> Task instructions:
Pull every line with "Instant" from the entries below.

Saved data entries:
────────

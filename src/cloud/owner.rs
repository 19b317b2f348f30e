//! Owner API client over blocking HTTP.

use chrono::Utc;
use reqwest::blocking::{Client, RequestBuilder};
use reqwest::StatusCode;
use serde_json::{json, Value};
use std::path::PathBuf;
use std::thread;
use std::time::{Duration, Instant};

use crate::config::Config;
use crate::error::{Result, TeslaError};

use super::oauth::{self, Pkce, TokenResponse};
use super::token::{CachedToken, TokenCache};
use super::{Authorization, CallbackResolver, Vehicle, VehicleCloud, VehicleCommand, VehicleData};

/// State groups requested from `vehicle_data`; `location_data` is needed
/// for GPS coordinates on current firmware.
const DATA_ENDPOINTS: &str =
    "charge_state%3Bclimate_state%3Bdrive_state%3Blocation_data%3Bvehicle_state";

/// Longest error body text carried into an error message.
const MAX_ERROR_CHARS: usize = 200;

/// Talks to the Owner API and the SSO token endpoint.
pub struct OwnerApiClient {
    http: Client,
    api_base: String,
    auth_base: String,
    cache_file: PathBuf,
    wake_timeout: Duration,
    wake_interval: Duration,
    access_token: Option<String>,
}

impl OwnerApiClient {
    /// Create a client from start-up configuration.
    pub fn new(config: &Config) -> Result<Self> {
        let http = Client::builder()
            .user_agent(concat!("tesla-remote/", env!("CARGO_PKG_VERSION")))
            .timeout(config.request_timeout)
            .build()?;

        Ok(Self {
            http,
            api_base: config.owner_api_url.trim_end_matches('/').to_string(),
            auth_base: config.auth_url.clone(),
            cache_file: config.cache_file.clone(),
            wake_timeout: config.wake_timeout,
            wake_interval: config.wake_interval,
            access_token: None,
        })
    }

    fn exchange_code(&self, code: &str, pkce: &Pkce) -> Result<TokenResponse> {
        let url = oauth::token_url(&self.auth_base)?;
        let body = json!({
            "grant_type": "authorization_code",
            "client_id": oauth::CLIENT_ID,
            "code": code,
            "code_verifier": pkce.verifier,
            "redirect_uri": oauth::REDIRECT_URI,
        });

        tracing::debug!(url = %url, "exchanging authorization code");
        let response = self.http.post(url).json(&body).send()?;
        let status = response.status();
        if !status.is_success() {
            let text = response.text().unwrap_or_default();
            return Err(TeslaError::Auth {
                message: format!(
                    "token exchange returned HTTP {}: {}",
                    status.as_u16(),
                    error_message(&text, status)
                ),
            });
        }
        Ok(response.json()?)
    }

    fn url(&self, path: &str) -> String {
        format!("{}{}", self.api_base, path)
    }

    fn get(&self, path: &str) -> Result<Value> {
        self.send(self.http.get(self.url(path)), path)
    }

    fn post(&self, path: &str, body: &Value) -> Result<Value> {
        self.send(self.http.post(self.url(path)).json(body), path)
    }

    /// Send an authorized request and unwrap the `response` envelope.
    fn send(&self, request: RequestBuilder, path: &str) -> Result<Value> {
        let token = self.access_token.as_deref().ok_or_else(|| TeslaError::Auth {
            message: "not signed in".to_string(),
        })?;

        let response = request.bearer_auth(token).send()?;
        let status = response.status();
        tracing::debug!(path, status = status.as_u16(), "owner api response");
        let text = response.text()?;

        if status == StatusCode::UNAUTHORIZED {
            return Err(TeslaError::Auth {
                message: "access token was rejected; run `tesla auth` to sign in again"
                    .to_string(),
            });
        }
        if !status.is_success() {
            return Err(TeslaError::Api {
                status: status.as_u16(),
                message: error_message(&text, status),
            });
        }

        let mut body: Value = serde_json::from_str(&text)?;
        Ok(body
            .get_mut("response")
            .map(Value::take)
            .unwrap_or(Value::Null))
    }
}

/// Best human-readable message from an error body.
fn error_message(text: &str, status: StatusCode) -> String {
    if let Ok(body) = serde_json::from_str::<Value>(text) {
        let error = body.get("error").and_then(Value::as_str);
        let description = body
            .get("error_description")
            .and_then(Value::as_str)
            .filter(|d| !d.is_empty());
        match (error, description) {
            (Some(e), Some(d)) => return format!("{} ({})", e, d),
            (Some(e), None) => return e.to_string(),
            _ => {}
        }
    }
    // Gateway pages are HTML; their markup is no use in a one-line error.
    let trimmed = text.trim();
    if trimmed.is_empty() || trimmed.starts_with('<') {
        return status
            .canonical_reason()
            .unwrap_or("unknown error")
            .to_string();
    }

    let single_line = trimmed.split_whitespace().collect::<Vec<_>>().join(" ");
    if single_line.chars().count() > MAX_ERROR_CHARS {
        let cut: String = single_line.chars().take(MAX_ERROR_CHARS).collect();
        format!("{}…", cut)
    } else {
        single_line
    }
}

impl VehicleCloud for OwnerApiClient {
    fn authenticate(
        &mut self,
        email: &str,
        callback: &mut dyn CallbackResolver,
    ) -> Result<Authorization> {
        let mut cache = TokenCache::load(&self.cache_file)?;

        if let Some(token) = cache.valid_token(email, Utc::now()) {
            tracing::debug!("using cached token");
            self.access_token = Some(token.access_token.clone());
            return Ok(Authorization::Cached);
        }

        tracing::debug!("no valid cached token, starting interactive login");
        let pkce = Pkce::generate();
        let authorize_url = oauth::authorize_url(&self.auth_base, email, &pkce)?;
        let pasted = callback.resolve(authorize_url.as_str())?;
        let code = oauth::parse_callback(&pasted, &pkce.state)?;
        let issued = self.exchange_code(&code, &pkce)?;

        let token = CachedToken::issued(
            issued.access_token,
            issued.refresh_token,
            issued.expires_in,
            Utc::now(),
        )?;
        self.access_token = Some(token.access_token.clone());
        cache.insert(email, token);
        cache.save()?;

        Ok(Authorization::Fresh)
    }

    fn vehicle_list(&mut self) -> Result<Vec<Vehicle>> {
        let response = self.get("/api/1/vehicles")?;
        if response.is_null() {
            return Ok(Vec::new());
        }
        Ok(serde_json::from_value(response)?)
    }

    fn sync_wake_up(&mut self, vehicle: &mut Vehicle) -> Result<()> {
        if vehicle.is_online() {
            return Ok(());
        }

        let started = Instant::now();
        tracing::debug!(vin = %vehicle.vin, state = %vehicle.state, "waking vehicle");
        let woken = self.post(&format!("/api/1/vehicles/{}/wake_up", vehicle.id), &json!({}))?;
        if let Some(state) = woken.get("state").and_then(Value::as_str) {
            vehicle.state = state.to_string();
        }

        while !vehicle.is_online() {
            if started.elapsed() >= self.wake_timeout {
                return Err(TeslaError::WakeTimeout {
                    vin: vehicle.vin.clone(),
                    seconds: self.wake_timeout.as_secs(),
                });
            }
            thread::sleep(self.wake_interval);

            let current = self.get(&format!("/api/1/vehicles/{}", vehicle.id))?;
            let current: Vehicle = serde_json::from_value(current)?;
            tracing::debug!(state = %current.state, elapsed_ms = started.elapsed().as_millis() as u64, "wake poll");
            vehicle.state = current.state;
        }

        Ok(())
    }

    fn vehicle_data(&mut self, vehicle: &Vehicle) -> Result<VehicleData> {
        let raw = self.get(&format!(
            "/api/1/vehicles/{}/vehicle_data?endpoints={}",
            vehicle.id, DATA_ENDPOINTS
        ))?;
        VehicleData::from_value(raw)
    }

    fn command(&mut self, vehicle: &Vehicle, command: &VehicleCommand) -> Result<()> {
        tracing::debug!(vin = %vehicle.vin, command = command.identifier(), "sending command");
        let response = self.post(
            &format!("/api/1/vehicles/{}/command/{}", vehicle.id, command.endpoint()),
            &command.params(),
        )?;

        let accepted = response
            .get("result")
            .and_then(Value::as_bool)
            .unwrap_or(false);
        if accepted {
            Ok(())
        } else {
            let reason = response
                .get("reason")
                .and_then(Value::as_str)
                .filter(|r| !r.is_empty())
                .unwrap_or("no reason given");
            Err(TeslaError::CommandFailed {
                command: command.identifier().to_string(),
                reason: reason.to_string(),
            })
        }
    }
}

────────

> Solution for this problem:
use std::time::{Duration, Instant};
        let started = Instant::now();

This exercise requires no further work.